- _Work item_:
Print every record below exactly as written.

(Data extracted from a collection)
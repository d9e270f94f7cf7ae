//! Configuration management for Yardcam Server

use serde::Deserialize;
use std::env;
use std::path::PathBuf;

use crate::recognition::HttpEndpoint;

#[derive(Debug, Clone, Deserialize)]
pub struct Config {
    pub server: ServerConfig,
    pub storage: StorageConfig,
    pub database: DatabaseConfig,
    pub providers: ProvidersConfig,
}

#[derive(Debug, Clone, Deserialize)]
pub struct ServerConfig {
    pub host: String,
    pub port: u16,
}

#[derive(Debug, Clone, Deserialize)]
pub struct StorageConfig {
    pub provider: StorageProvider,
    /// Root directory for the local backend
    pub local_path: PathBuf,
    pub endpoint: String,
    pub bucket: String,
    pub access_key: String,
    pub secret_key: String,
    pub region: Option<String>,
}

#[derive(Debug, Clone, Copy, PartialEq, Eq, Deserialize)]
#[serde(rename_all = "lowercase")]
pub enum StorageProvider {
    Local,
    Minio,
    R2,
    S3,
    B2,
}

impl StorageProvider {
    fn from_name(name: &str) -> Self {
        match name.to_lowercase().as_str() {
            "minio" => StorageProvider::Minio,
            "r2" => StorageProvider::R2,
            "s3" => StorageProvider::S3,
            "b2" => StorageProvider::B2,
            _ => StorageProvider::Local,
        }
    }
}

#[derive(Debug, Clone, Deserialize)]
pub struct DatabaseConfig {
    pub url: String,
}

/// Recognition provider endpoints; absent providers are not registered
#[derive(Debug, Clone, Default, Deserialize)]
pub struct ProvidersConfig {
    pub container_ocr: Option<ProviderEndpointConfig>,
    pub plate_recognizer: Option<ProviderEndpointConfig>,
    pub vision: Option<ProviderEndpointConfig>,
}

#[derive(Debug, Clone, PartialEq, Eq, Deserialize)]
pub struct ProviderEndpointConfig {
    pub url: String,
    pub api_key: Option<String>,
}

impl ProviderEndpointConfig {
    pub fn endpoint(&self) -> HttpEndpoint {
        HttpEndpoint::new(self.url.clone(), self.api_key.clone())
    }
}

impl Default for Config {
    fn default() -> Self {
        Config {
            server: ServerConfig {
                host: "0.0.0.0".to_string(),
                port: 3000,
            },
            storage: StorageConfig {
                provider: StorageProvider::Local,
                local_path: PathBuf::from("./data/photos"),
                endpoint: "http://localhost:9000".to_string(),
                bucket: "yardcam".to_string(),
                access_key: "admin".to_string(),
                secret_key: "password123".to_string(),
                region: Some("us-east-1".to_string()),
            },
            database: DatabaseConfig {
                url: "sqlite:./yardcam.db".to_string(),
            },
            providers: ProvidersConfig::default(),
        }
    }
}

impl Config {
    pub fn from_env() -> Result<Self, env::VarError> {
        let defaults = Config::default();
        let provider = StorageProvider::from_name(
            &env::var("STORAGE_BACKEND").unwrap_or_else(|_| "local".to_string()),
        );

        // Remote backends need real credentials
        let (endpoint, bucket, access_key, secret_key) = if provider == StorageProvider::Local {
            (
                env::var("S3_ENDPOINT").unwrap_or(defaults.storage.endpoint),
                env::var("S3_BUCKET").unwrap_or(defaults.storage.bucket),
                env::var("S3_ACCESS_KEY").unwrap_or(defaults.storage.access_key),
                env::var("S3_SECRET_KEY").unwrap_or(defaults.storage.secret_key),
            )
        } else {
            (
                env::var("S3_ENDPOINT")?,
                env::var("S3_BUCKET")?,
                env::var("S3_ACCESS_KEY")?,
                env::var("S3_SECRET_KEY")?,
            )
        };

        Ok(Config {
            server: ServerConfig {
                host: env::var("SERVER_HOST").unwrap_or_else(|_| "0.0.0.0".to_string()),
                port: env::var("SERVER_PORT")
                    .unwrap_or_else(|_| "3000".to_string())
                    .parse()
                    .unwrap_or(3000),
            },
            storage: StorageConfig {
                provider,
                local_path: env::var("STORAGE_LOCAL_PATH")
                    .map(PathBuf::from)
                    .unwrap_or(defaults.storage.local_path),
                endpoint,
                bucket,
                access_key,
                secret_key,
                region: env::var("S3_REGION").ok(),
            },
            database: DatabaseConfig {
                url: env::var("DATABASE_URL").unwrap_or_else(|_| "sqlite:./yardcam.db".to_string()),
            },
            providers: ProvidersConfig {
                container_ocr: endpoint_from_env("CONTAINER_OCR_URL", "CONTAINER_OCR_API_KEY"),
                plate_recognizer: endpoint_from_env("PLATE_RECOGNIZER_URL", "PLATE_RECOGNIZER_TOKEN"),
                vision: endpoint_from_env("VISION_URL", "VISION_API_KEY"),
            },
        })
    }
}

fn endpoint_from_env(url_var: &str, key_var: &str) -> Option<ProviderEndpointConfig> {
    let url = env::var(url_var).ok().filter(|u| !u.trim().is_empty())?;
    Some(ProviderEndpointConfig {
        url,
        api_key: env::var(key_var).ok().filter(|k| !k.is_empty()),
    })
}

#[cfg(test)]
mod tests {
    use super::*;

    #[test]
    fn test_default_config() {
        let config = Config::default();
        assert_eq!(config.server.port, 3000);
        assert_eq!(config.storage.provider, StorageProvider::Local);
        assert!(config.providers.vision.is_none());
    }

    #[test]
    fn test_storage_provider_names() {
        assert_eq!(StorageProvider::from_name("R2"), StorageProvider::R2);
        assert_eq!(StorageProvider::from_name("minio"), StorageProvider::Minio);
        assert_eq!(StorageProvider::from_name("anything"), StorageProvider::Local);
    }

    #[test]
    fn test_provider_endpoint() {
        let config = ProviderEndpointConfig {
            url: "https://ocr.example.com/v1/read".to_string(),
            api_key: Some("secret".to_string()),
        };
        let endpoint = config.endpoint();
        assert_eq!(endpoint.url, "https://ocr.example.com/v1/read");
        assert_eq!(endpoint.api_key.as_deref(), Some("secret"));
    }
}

- _Result_:
repository d9e270f94f7cf7ae
//! Configuration management for Yardcam Server

use serde::Deserialize;
use std::env;
use std::path::PathBuf;

use crate::recognition::HttpEndpoint;

#[derive(Debug, Clone, Deserialize)]
pub struct Config {
    pub server: ServerConfig,
    pub storage: StorageConfig,
    pub database: DatabaseConfig,
    pub providers: ProvidersConfig,
}

#[derive(Debug, Clone, Deserialize)]
pub struct ServerConfig {
    pub host: String,
    pub port: u16,
}

#[derive(Debug, Clone, Deserialize)]
pub struct StorageConfig {
    pub provider: StorageProvider,
    /// Root directory for the local backend
    pub local_path: PathBuf,
    pub endpoint: String,
    pub bucket: String,
    pub access_key: String,
    pub secret_key: String,
    pub region: Option<String>,
}

#[derive(Debug, Clone, Copy, PartialEq, Eq, Deserialize)]
#[serde(rename_all = "lowercase")]
pub enum StorageProvider {
    Local,
    Minio,
    R2,
    S3,
    B2,
}

impl StorageProvider {
    fn from_name(name: &str) -> Self {
        match name.to_lowercase().as_str() {
            "minio" => StorageProvider::Minio,
            "r2" => StorageProvider::R2,
            "s3" => StorageProvider::S3,
            "b2" => StorageProvider::B2,
            _ => StorageProvider::Local,
        }
    }
}

#[derive(Debug, Clone, Deserialize)]
pub struct DatabaseConfig {
    pub url: String,
}

/// Recognition provider endpoints; absent providers are not registered
#[derive(Debug, Clone, Default, Deserialize)]
pub struct ProvidersConfig {
    pub container_ocr: Option<ProviderEndpointConfig>,
    pub plate_recognizer: Option<ProviderEndpointConfig>,
    pub vision: Option<ProviderEndpointConfig>,
}

#[derive(Debug, Clone, PartialEq, Eq, Deserialize)]
pub struct ProviderEndpointConfig {
    pub url: String,
    pub api_key: Option<String>,
}

impl ProviderEndpointConfig {
    pub fn endpoint(&self) -> HttpEndpoint {
        HttpEndpoint::new(self.url.clone(), self.api_key.clone())
    }
}

impl Default for Config {
    fn default() -> Self {
        Config {
            server: ServerConfig {
                host: "0.0.0.0".to_string(),
                port: 3000,
            },
            storage: StorageConfig {
                provider: StorageProvider::Local,
                local_path: PathBuf::from("./data/photos"),
                endpoint: "http://localhost:9000".to_string(),
                bucket: "yardcam".to_string(),
                access_key: "admin".to_string(),
                secret_key: "password123".to_string(),
                region: Some("us-east-1".to_string()),
            },
            database: DatabaseConfig {
                url: "sqlite:./yardcam.db".to_string(),
            },
            providers: ProvidersConfig::default(),
        }
    }
}

impl Config {
    pub fn from_env() -> Result<Self, env::VarError> {
        let defaults = Config::default();
        let provider = StorageProvider::from_name(
            &env::var("STORAGE_BACKEND").unwrap_or_else(|_| "local".to_string()),
        );

        // Remote backends need real credentials
        let (endpoint, bucket, access_key, secret_key) = if provider == StorageProvider::Local {
            (
                env::var("S3_ENDPOINT").unwrap_or(defaults.storage.endpoint),
                env::var("S3_BUCKET").unwrap_or(defaults.storage.bucket),
                env::var("S3_ACCESS_KEY").unwrap_or(defaults.storage.access_key),
                env::var("S3_SECRET_KEY").unwrap_or(defaults.storage.secret_key),
            )
        } else {
            (
                env::var("S3_ENDPOINT")?,
                env::var("S3_BUCKET")?,
                env::var("S3_ACCESS_KEY")?,
                env::var("S3_SECRET_KEY")?,
            )
        };

        Ok(Config {
            server: ServerConfig {
                host: env::var("SERVER_HOST").unwrap_or_else(|_| "0.0.0.0".to_string()),
                port: env::var("SERVER_PORT")
                    .unwrap_or_else(|_| "3000".to_string())
                    .parse()
                    .unwrap_or(3000),
            },
            storage: StorageConfig {
                provider,
                local_path: env::var("STORAGE_LOCAL_PATH")
                    .map(PathBuf::from)
                    .unwrap_or(defaults.storage.local_path),
                endpoint,
                bucket,
                access_key,
                secret_key,
                region: env::var("S3_REGION").ok(),
            },
            database: DatabaseConfig {
                url: env::var("DATABASE_URL").unwrap_or_else(|_| "sqlite:./yardcam.db".to_string()),
            },
            providers: ProvidersConfig {
                container_ocr: endpoint_from_env("CONTAINER_OCR_URL", "CONTAINER_OCR_API_KEY"),
                plate_recognizer: endpoint_from_env("PLATE_RECOGNIZER_URL", "PLATE_RECOGNIZER_TOKEN"),
                vision: endpoint_from_env("VISION_URL", "VISION_API_KEY"),
            },
        })
    }
}

fn endpoint_from_env(url_var: &str, key_var: &str) -> Option<ProviderEndpointConfig> {
    let url = env::var(url_var).ok().filter(|u| !u.trim().is_empty())?;
    Some(ProviderEndpointConfig {
        url,
        api_key: env::var(key_var).ok().filter(|k| !k.is_empty()),
    })
}

#[cfg(test)]
mod tests {
    use super::*;

    #[test]
    fn test_default_config() {
        let config = Config::default();
        assert_eq!(config.server.port, 3000);
        assert_eq!(config.storage.provider, StorageProvider::Local);
        assert!(config.providers.vision.is_none());
    }

    #[test]
    fn test_storage_provider_names() {
        assert_eq!(StorageProvider::from_name("R2"), StorageProvider::R2);
        assert_eq!(StorageProvider::from_name("minio"), StorageProvider::Minio);
        assert_eq!(StorageProvider::from_name("anything"), StorageProvider::Local);
    }

    #[test]
    fn test_provider_endpoint() {
        let config = ProviderEndpointConfig {
            url: "https://ocr.example.com/v1/read".to_string(),
            api_key: Some("secret".to_string()),
        };
        let endpoint = config.endpoint();
        assert_eq!(endpoint.url, "https://ocr.example.com/v1/read");
        assert_eq!(endpoint.api_key.as_deref(), Some("secret"));
    }
}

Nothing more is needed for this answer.